私はバントゥー文化にほぼ触れたことがないので、登場する神々や伝承自体も新鮮で面白かった。
堅苦しいわけではなく、ザァオの物語は分かりやすい。ザァオは感情的になりやすいものの、徐々に考え方や言動が落ち着いてくる。
この成長ぶりは目を見張るレベルだ。「ザァオ、気持ちは分かるけれど、落ち着こうよ」と思っていたら、「え、もう達観し始めてるじゃん」と驚かされる。というわけで、物語はザクザク進む。
NPCは、ザァオが成長するために登場する。
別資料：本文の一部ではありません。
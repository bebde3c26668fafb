use crate::id::{ClientId, NetworkId};
use crate::schema::ComponentKind;

/// Gameplay visibility override. Changed components are relevant to every
/// client unless the hook hides them.
pub trait RelevanceHook {
    fn is_relevant(&self, client: ClientId, id: NetworkId, kind: ComponentKind) -> bool;
}

#[derive(Debug, Clone, Copy, Default)]
pub struct AlwaysRelevant;

impl RelevanceHook for AlwaysRelevant {
    fn is_relevant(&self, _client: ClientId, _id: NetworkId, _kind: ComponentKind) -> bool {
        true
    }
}

impl<F> RelevanceHook for F
where
    F: Fn(ClientId, NetworkId, ComponentKind) -> bool,
{
    fn is_relevant(&self, client: ClientId, id: NetworkId, kind: ComponentKind) -> bool {
        self(client, id, kind)
    }
}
各キャラとの交流を通してザァオが何かを学ぶことになるので、印象的なキャラとして記憶に残る。
ただ、キャラの数はかなり少なく、サクッとしたイベントシーンのみに登場するので、会話を楽しむ余裕はあまりない。
テンポは良いけれど、本作は物語主導ゲームであり、大切な人の死という切ないテーマなので、もっとじっくり丁寧に描かれてもいいと思った。テーマの割にはあっさり風味だ。
本作は死期が迫っていた時のズベリッの父が書いている物語なので、余計なことまで書いている暇なんてなかったのかも。
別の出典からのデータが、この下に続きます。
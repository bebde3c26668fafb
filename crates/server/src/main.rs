mod events;
mod server;

use std::time::Duration;

use anyhow::{Result, bail};
use clap::Parser;
use log::{debug, error, info, warn};
use tokio::net::UdpSocket;
use tokio::sync::mpsc::{self, error::TryRecvError, error::TrySendError};
use tokio::time::MissedTickBehavior;

use events::ServerEvent;
use server::{ArenaServer, Inbound};
use tessera::net::MAX_PACKET_SIZE;
use tessera::{LagCompConfig, NetworkEndpoint, Packet, ServerConfig, StoreConfig};

const INBOUND_CAPACITY: usize = 1024;
const STATS_INTERVAL_TICKS: u32 = 600;

#[derive(Parser)]
#[command(name = "tessera-server")]
#[command(about = "Authoritative arena server for the tessera replication core")]
struct Args {
    #[arg(short, long, default_value = "0.0.0.0")]
    bind: String,

    #[arg(short, long, default_value_t = tessera::DEFAULT_PORT)]
    port: u16,

    #[arg(short, long, default_value_t = tessera::DEFAULT_TICK_RATE)]
    tick_rate: u32,

    #[arg(short, long, default_value_t = 32)]
    max_clients: usize,

    #[arg(long, default_value_t = 8, help = "Server-driven bots orbiting the arena")]
    bots: usize,

    #[arg(long, default_value_t = 64, help = "Committed ticks kept for delta encoding")]
    history_ticks: usize,

    #[arg(long, default_value_t = 15, help = "Furthest hit detection may rewind, in ticks")]
    max_rewind_ticks: u32,
}

#[tokio::main]
async fn main() -> Result<()> {
    env_logger::Builder::from_env(env_logger::Env::default().default_filter_or("info")).init();

    let args = Args::parse();
    if args.tick_rate == 0 {
        bail!("tick rate must be positive");
    }
    let bind_addr = format!("{}:{}", args.bind, args.port);

    let config = ServerConfig {
        tick_rate: args.tick_rate,
        max_clients: args.max_clients,
        store: StoreConfig {
            history_ticks: args.history_ticks,
        },
        lag_comp: LagCompConfig {
            max_rewind_ticks: args.max_rewind_ticks,
        },
        ..Default::default()
    };

    let endpoint = NetworkEndpoint::bind(&bind_addr)?;
    let socket = UdpSocket::from_std(endpoint.try_clone_socket()?)?;
    let mut server = ArenaServer::new(endpoint, config, args.bots)?;
    info!("Server started on {}", server.local_addr());

    let (tx, mut rx) = mpsc::channel(INBOUND_CAPACITY);
    tokio::spawn(receive_loop(socket, tx));

    let mut interval = tokio::time::interval(Duration::from_secs_f64(1.0 / args.tick_rate as f64));
    interval.set_missed_tick_behavior(MissedTickBehavior::Burst);
    let shutdown = tokio::signal::ctrl_c();
    tokio::pin!(shutdown);

    loop {
        tokio::select! {
            _ = interval.tick() => {
                loop {
                    match rx.try_recv() {
                        Ok(inbound) => server.handle(inbound),
                        Err(TryRecvError::Empty) => break,
                        Err(TryRecvError::Disconnected) => bail!("receive task stopped"),
                    }
                }
                server.tick();
                for event in server.drain_events() {
                    log_event(event);
                }

                let stats = server.stats();
                if stats.tick % STATS_INTERVAL_TICKS == 0 {
                    info!(
                        "tick {}: {} clients, {} entities, {} packets lost",
                        stats.tick, stats.clients, stats.entities, stats.packets_lost
                    );
                }
            }
            _ = &mut shutdown => {
                info!("Server shutting down");
                server.shutdown();
                for event in server.drain_events() {
                    log_event(event);
                }
                break;
            }
        }
    }

    Ok(())
}

/// Reads datagrams off the socket and forwards the decodable ones. A full
/// queue drops the packet rather than stall the socket.
async fn receive_loop(socket: UdpSocket, tx: mpsc::Sender<Inbound>) {
    let mut buf = [0u8; MAX_PACKET_SIZE];
    let mut dropped = 0u64;
    loop {
        let (size, addr) = match socket.recv_from(&mut buf).await {
            Ok(received) => received,
            Err(e) => {
                debug!("receive failed: {e}");
                continue;
            }
        };
        let packet = match Packet::deserialize(&buf[..size]) {
            Ok(packet) => packet,
            Err(e) => {
                debug!("dropping undecodable packet from {addr}: {e}");
                continue;
            }
        };
        match tx.try_send(Inbound { packet, addr, size }) {
            Ok(()) => {}
            Err(TrySendError::Full(_)) => {
                dropped += 1;
                warn!("inbound queue full, {dropped} packets dropped so far");
            }
            Err(TrySendError::Closed(_)) => break,
        }
    }
}

fn log_event(event: ServerEvent) {
    match event {
        ServerEvent::ClientConnected {
            client,
            addr,
            player,
            avatar,
        } => info!("{client} connected from {addr} as player {player} (avatar {avatar})"),
        ServerEvent::ClientDisconnected { client, reason } => {
            info!("{client} {}", reason.as_str())
        }
        ServerEvent::ConnectionDenied { addr, reason } => {
            warn!("Connection denied to {addr}: {reason}")
        }
        ServerEvent::Hit {
            shooter,
            target,
            rewound,
            mitigated,
        } => debug!(
            "{shooter} hit {target} ({rewound} ticks back{})",
            if mitigated { ", mitigated" } else { "" }
        ),
        ServerEvent::Error { message } => error!("{message}"),
    }
}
操作性: 細やかさには欠けるけれど、素早く動き回れる
ザァオは、最初からめちゃくちゃキビキビ素早く動ける。メトロイドヴァニアといえばお約束の2段ジャンプや空中ダッシュを冒頭から使えるので、ゲームスタートと共に動きまくれる。
そうしたアクションを駆使するハイペースなバトルやプラットフォームアクションは気持ち良い。仮面を切り替えながら舞うように戦えるのは手触りが良く、ゲーム最初からどんどんプレイしたくなっていく。
ただ、細かな部分は気になる。
壁に近づくと意図せず壁ジャンプしてしまうし、敵に触れると謎のお見合い時間が発生することがあるし(ザァオも敵も行動できなくなる)、マップ画面を閉じた直後にザァオが移動できない謎の硬直時間も発生する。今後の修正に期待したいところだ。
難易度: どんどん攻略できてしまう
本作には難易度設定はない。そして、プレイしていて難しさを感じることは、ほぼない。
敵の配置数や密度は少ないし、マップ構造もシンプル。新たなエリアに入った途端にマップが開示されてしまうので迷うこともない。
でも、特定の場所では全敵を倒さなければ先に進めないし、アーマー持ちの敵は時間経過で体力が自動回復してしまうので厄介だ。
というわけで、ヌルすぎるというわけではない。当たると一撃死という殺意むき出しなトゲも多い。また、寄り道では正規ルートよりプラットフォームアクションの腕が試されるところも多い。
でも、小刻みにオートセーブ地点が設定されており、デスペナルティもないので、サクサク攻略できる難易度だ。
そのため、敵に追い込まれながら道に迷うしっかりメトロイドヴァニアゲームに慣れている人にとっては物足りないと思う。
ゲームシステム: ほんのりメトロイドヴァニアで物語を楽しむゲーム
月と太陽の仮面それぞれに強みと弱みがあり、切り替えながら戦うバトルは面白い。ガンガン進めるテンポの良さも心地良い。
ただ、上述した通り、メトロイドヴァニアゲームとしては珍しく物語主導型ではあるものの物語の描き方はざっくり。そしてメトロイドヴァニアゲームとしては、道に迷う楽しさや敵が少なくて物足りない。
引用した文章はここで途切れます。